Embora reconheça a importância da estabilidade de preços para a sustentação do crescimento econômico, a FIEMG destaca que a desinflação deve ocorrer de maneira compatível com a preservação da capacidade produtiva e da geração de empregos. Nesse sentido, a entidade entende que uma política monetária menos restritiva precisa ser acompanhada por maior coordenação com a política fiscal. A expansão dos gastos públicos e a adoção de medidas de estímulo à demanda tendem a reduzir a eficácia dos juros como instrumento de controle inflacionário, dificultando um processo mais consistente de redução da Selic.

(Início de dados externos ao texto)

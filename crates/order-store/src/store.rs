use async_trait::async_trait;
use common::Order;

use crate::Result;

/// Port for persisting and reading orders.
///
/// Implementations must be thread-safe (Send + Sync); one repository is
/// shared by every request.
#[async_trait]
pub trait OrderRepository: Send + Sync {
    /// Persists a fully constructed order.
    ///
    /// Fails with `DuplicateKey` if an order with the same ID exists, and
    /// with `Storage` for any other persistence failure. A failed save
    /// leaves the stored orders unchanged.
    async fn save(&self, order: &Order) -> Result<()>;

    /// Returns every stored order.
    ///
    /// The order is stable for a given backend: insertion order in memory,
    /// creation time for PostgreSQL. An empty store yields an empty vector.
    async fn find_all(&self) -> Result<Vec<Order>>;

    /// Returns the number of stored orders.
    async fn get_total(&self) -> Result<u64>;
}
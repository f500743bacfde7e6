//! Application configuration loaded from environment variables.

use thiserror::Error;

/// Errors found while validating the configuration.
#[derive(Debug, Clone, PartialEq, Eq, Error)]
pub enum ConfigError {
    /// `ORDER_BACKEND` names a backend that does not exist.
    #[error("Unknown order backend {0:?} (expected \"memory\" or \"postgres\")")]
    UnknownBackend(String),

    /// The PostgreSQL backend was selected without `DATABASE_URL`.
    #[error("DATABASE_URL is required when ORDER_BACKEND is \"postgres\"")]
    MissingDatabaseUrl,
}

/// The repository backend to start with.
#[derive(Debug, Clone, PartialEq, Eq)]
pub enum BackendConfig {
    Memory,
    Postgres {
        url: String,
        max_connections: u32,
    },
}

/// Server configuration with sensible defaults.
///
/// Reads from environment variables:
/// - `HOST` — bind address (default: `"0.0.0.0"`)
/// - `PORT` — HTTP listen port (default: `8000`)
/// - `GRPC_PORT` — gRPC listen port (default: `50051`)
/// - `RUST_LOG` — tracing filter directive (default: `"info"`)
/// - `ORDER_BACKEND` — `"memory"` or `"postgres"` (default: `"memory"`)
/// - `DATABASE_URL` — PostgreSQL URL, required for the postgres backend
/// - `DB_MAX_CONNECTIONS` — pool size (default: `5`)
#[derive(Debug, Clone)]
pub struct Config {
    pub host: String,
    pub port: u16,
    pub grpc_port: u16,
    pub log_level: String,
    pub order_backend: String,
    pub database_url: Option<String>,
    pub db_max_connections: u32,
}

impl Config {
    /// Loads configuration from environment variables, falling back to defaults.
    pub fn from_env() -> Self {
        let defaults = Self::default();
        Self {
            host: std::env::var("HOST").unwrap_or(defaults.host),
            port: std::env::var("PORT")
                .ok()
                .and_then(|p| p.parse().ok())
                .unwrap_or(defaults.port),
            grpc_port: std::env::var("GRPC_PORT")
                .ok()
                .and_then(|p| p.parse().ok())
                .unwrap_or(defaults.grpc_port),
            log_level: std::env::var("RUST_LOG").unwrap_or(defaults.log_level),
            order_backend: std::env::var("ORDER_BACKEND").unwrap_or(defaults.order_backend),
            database_url: std::env::var("DATABASE_URL").ok(),
            db_max_connections: std::env::var("DB_MAX_CONNECTIONS")
                .ok()
                .and_then(|n| n.parse().ok())
                .unwrap_or(defaults.db_max_connections),
        }
    }

    /// Returns the `"host:port"` bind address string.
    pub fn addr(&self) -> String {
        format!("{}:{}", self.host, self.port)
    }

    /// Returns the `"host:port"` address of the gRPC server.
    pub fn grpc_addr(&self) -> String {
        format!("{}:{}", self.host, self.grpc_port)
    }

    /// Resolves the selected repository backend.
    pub fn backend(&self) -> Result<BackendConfig, ConfigError> {
        match self.order_backend.trim().to_ascii_lowercase().as_str() {
            "memory" => Ok(BackendConfig::Memory),
            "postgres" => {
                let url = self
                    .database_url
                    .clone()
                    .filter(|url| !url.trim().is_empty())
                    .ok_or(ConfigError::MissingDatabaseUrl)?;
                Ok(BackendConfig::Postgres {
                    url,
                    max_connections: self.db_max_connections,
                })
            }
            _ => Err(ConfigError::UnknownBackend(self.order_backend.clone())),
        }
    }
}

impl Default for Config {
    fn default() -> Self {
        Self {
            host: "0.0.0.0".to_string(),
            port: 8000,
            grpc_port: 50051,
            log_level: "info".to_string(),
            order_backend: "memory".to_string(),
            database_url: None,
            db_max_connections: 5,
        }
    }
}
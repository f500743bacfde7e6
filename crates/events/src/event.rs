use chrono::{DateTime, Utc};

/// A named event carrying a typed payload.
///
/// The timestamp is taken when the event value is created, not when it is
/// dispatched. A single event value can be reused as a template: clone it
/// and set the payload for each dispatch.
#[derive(Debug, Clone, PartialEq)]
pub struct Event<P> {
    name: String,
    payload: Option<P>,
    date_time: DateTime<Utc>,
}

impl<P> Event<P> {
    /// Creates an event with no payload, stamped with the current time.
    pub fn new(name: impl Into<String>) -> Self {
        Self {
            name: name.into(),
            payload: None,
            date_time: Utc::now(),
        }
    }

    pub fn name(&self) -> &str {
        &self.name
    }

    pub fn payload(&self) -> Option<&P> {
        self.payload.as_ref()
    }

    /// Returns a copy of this event carrying `payload`, keeping name and timestamp.
    pub fn with_payload(&self, payload: P) -> Self {
        Self {
            name: self.name.clone(),
            payload: Some(payload),
            date_time: self.date_time,
        }
    }

    pub fn date_time(&self) -> DateTime<Utc> {
        self.date_time
    }
}
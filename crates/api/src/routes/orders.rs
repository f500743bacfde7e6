//! REST endpoints for creating and listing orders.

use std::sync::Arc;

use axum::Json;
use axum::extract::State;
use axum::extract::rejection::JsonRejection;
use axum::http::StatusCode;
use events::EventDispatcher;
use order_store::OrderRepository;
use usecase::{CreateOrderUseCase, ListOrdersUseCase, OrderInput, OrderOutput};

use crate::error::ApiError;

/// Shared application state accessible from all handlers.
pub struct AppState<R: OrderRepository> {
    pub create_order: CreateOrderUseCase<R>,
    pub list_orders: ListOrdersUseCase<R>,
    pub repository: R,
    pub dispatcher: Arc<EventDispatcher<OrderOutput>>,
}

/// POST /order — create an order.
///
/// An unreadable body is answered with 400 and the same `{"error": ...}`
/// shape as use case failures.
#[tracing::instrument(skip(state, input), fields(order_id = tracing::field::Empty))]
pub async fn create<R: OrderRepository + 'static>(
    State(state): State<Arc<AppState<R>>>,
    input: Result<Json<OrderInput>, JsonRejection>,
) -> Result<(StatusCode, Json<OrderOutput>), ApiError> {
    let Json(input) = input?;
    tracing::Span::current().record("order_id", input.id.as_str());

    let output = state.create_order.execute(input).await?;
    Ok((StatusCode::CREATED, Json(output)))
}

/// GET /order — list all orders.
#[tracing::instrument(skip(state))]
pub async fn list<R: OrderRepository + 'static>(
    State(state): State<Arc<AppState<R>>>,
) -> Result<Json<Vec<OrderOutput>>, ApiError> {
    let orders = state.list_orders.execute().await?;
    Ok(Json(orders))
}
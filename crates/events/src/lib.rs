//! In-process publish/subscribe for domain events.
//!
//! - [`Event`]: a named event with a typed payload and a creation timestamp
//! - [`EventHandler`] trait for subscribers
//! - [`EventDispatcher`]: registry of handlers per event name, dispatching in registration order

pub mod dispatcher;
pub mod error;
pub mod event;
pub mod handler;

pub use dispatcher::EventDispatcher;
pub use error::{DispatchError, HandlerError, HandlerFailure, Result};
pub use event::Event;
pub use handler::EventHandler;
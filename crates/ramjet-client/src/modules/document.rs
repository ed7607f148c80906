//! `Document.prototype` URL, domain and cookie accessors.

use crate::client::Client;
use crate::host::Value;
use crate::interception::AccessorHooks;

pub fn install(client: &Client) -> usize {
    let interceptor = client.interceptor();
    let mut installed = 0;

    let env = client.env().clone();
    installed += interceptor.register_accessor(
        ["Document.prototype.URL", "Document.prototype.documentURI"],
        AccessorHooks::new().on_get(move |ctx| match ctx.get()? {
            Value::String(url) => Ok(env.decode_url(&url).into()),
            other => Ok(other),
        }),
    );

    let env = client.env().clone();
    installed += interceptor.register_accessor(
        "Document.prototype.domain",
        AccessorHooks::new().on_get(move |_| {
            let url = env.url()?;
            Ok(url.host_str().unwrap_or_default().into())
        }),
    );

    let read_env = client.env().clone();
    let write_env = client.env().clone();
    installed += interceptor.register_accessor(
        "Document.prototype.cookie",
        AccessorHooks::new()
            .on_get(move |_| {
                let url = read_env.url()?;
                Ok(read_env.cookies().borrow().document_cookie(&url).into())
            })
            .on_set(move |_, value| {
                let url = write_env.url()?;
                let raw = value.to_display_string()?;
                write_env.cookies().borrow_mut().set_document_cookie(&raw, &url);
                Ok(())
            }),
    );

    installed
}

#[cfg(test)]
mod tests {
    use crate::host::Value;
    use crate::test_support::{BrowserFixture, PAGE_URL};

    #[test]
    fn url_accessors_read_real_url() {
        let fixture = BrowserFixture::window();
        let client = fixture.client();
        client.hook();
        assert_eq!(fixture.document.get("URL").unwrap(), Value::from(PAGE_URL));
        assert_eq!(fixture.document.get("documentURI").unwrap(), Value::from(PAGE_URL));
        assert_eq!(fixture.document.get("domain").unwrap(), Value::from("example.com"));
    }

    #[test]
    fn wrapped_document_reads_real_url() {
        let fixture = BrowserFixture::window();
        let client = fixture.client();
        client.hook();
        let doc = client.document_wrapper().unwrap();
        assert_eq!(doc.get("URL").unwrap(), Value::from(PAGE_URL));
    }

    #[test]
    fn cookie_accessor_uses_client_store() {
        let fixture = BrowserFixture::window();
        let client = fixture.client();
        client.hook();
        client.load_cookies("a=1").unwrap();
        fixture.document.set("cookie", Value::from("b=2; Path=/")).unwrap();
        assert_eq!(fixture.document.get("cookie").unwrap(), Value::from("a=1; b=2"));
        assert!(fixture.calls("document.cookie").is_empty());
    }
}
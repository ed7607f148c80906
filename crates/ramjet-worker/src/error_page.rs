//! Error page served when a page navigation cannot be fetched.
//!
//! The markup is static. Dynamic values are handed to an inline script as
//! JSON string literals and assigned to `value`/`textContent`, never spliced
//! into markup.

/// Page template. `{{SCRIPT}}` is replaced with the populating script.
const ERROR_PAGE_HTML: &str = r#"<!DOCTYPE html>
<html>
<head>
    <meta charset="utf-8" />
    <title>Error</title>
    <style>
        body {
            font-family: -apple-system, BlinkMacSystemFont, 'Segoe UI', Roboto, sans-serif;
            background: white;
            color: #202124;
            max-width: 640px;
            margin: 2rem auto;
            padding: 0 1rem;
        }
        textarea {
            width: 100%;
            font-family: monospace;
        }
    </style>
</head>
<body>
    <h1 id="errorTitle">Error processing your request</h1>
    <hr />
    <p>Failed to load <b id="fetchedURL"></b></p>
    <p id="errorMessage">Internal Server Error</p>
    <textarea id="errorTrace" cols="40" rows="10" readonly></textarea>
    <p>Try:</p>
    <ul>
        <li>Checking your internet connection</li>
        <li>Verifying you entered the correct address</li>
        <li>Clearing the site data</li>
        <li>Contacting <b class="hostname"></b>'s administrator</li>
        <li>Verifying the server isn't censored</li>
    </ul>
    <p>If you're the administrator of <b id="hostname" class="hostname"></b>, try:</p>
    <ul>
        <li>Restarting your server</li>
        <li>Updating Ramjet</li>
    </ul>
    <button id="reload">Reload</button>
    <hr />
    <p><i>Ramjet v<span id="version"></span></i></p>
    <script>{{SCRIPT}}</script>
</body>
</html>"#;

/// Renders the error page.
///
/// `trace` is the error text, `fetched_url` the decoded URL that failed and
/// `hostname` the proxy's own host name.
pub fn render(trace: &str, fetched_url: &str, hostname: &str) -> String {
    let script = format!(
        r#"
        document.getElementById("errorTrace").value = {trace};
        document.getElementById("fetchedURL").textContent = {url};
        for (const node of document.querySelectorAll(".hostname")) node.textContent = {host};
        document.getElementById("reload").addEventListener("click", () => location.reload());
        document.getElementById("version").textContent = {version};
    "#,
        trace = script_string(trace),
        url = script_string(fetched_url),
        host = script_string(hostname),
        version = script_string(env!("CARGO_PKG_VERSION")),
    );
    ERROR_PAGE_HTML.replace("{{SCRIPT}}", &script)
}

/// Encodes `value` as a JSON string literal that is safe inside a
/// `<script>` element.
fn script_string(value: &str) -> String {
    serde_json::to_string(value)
        .unwrap_or_else(|_| "\"\"".to_string())
        .replace('<', "\\u003c")
        .replace('>', "\\u003e")
        .replace('&', "\\u0026")
}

Para a FIEMG, a continuidade de um ciclo sustentável de queda dos juros depende do fortalecimento dos fundamentos macroeconômicos e do compromisso com a responsabilidade fiscal. A entidade defende uma estratégia econômica capaz de conciliar controle da inflação, equilíbrio das contas públicas e estímulo à produção. Esse ambiente é fundamental para ampliar os investimentos, aumentar a produtividade e fortalecer a competitividade da indústria brasileira, criando condições para um crescimento econômico mais robusto e duradouro.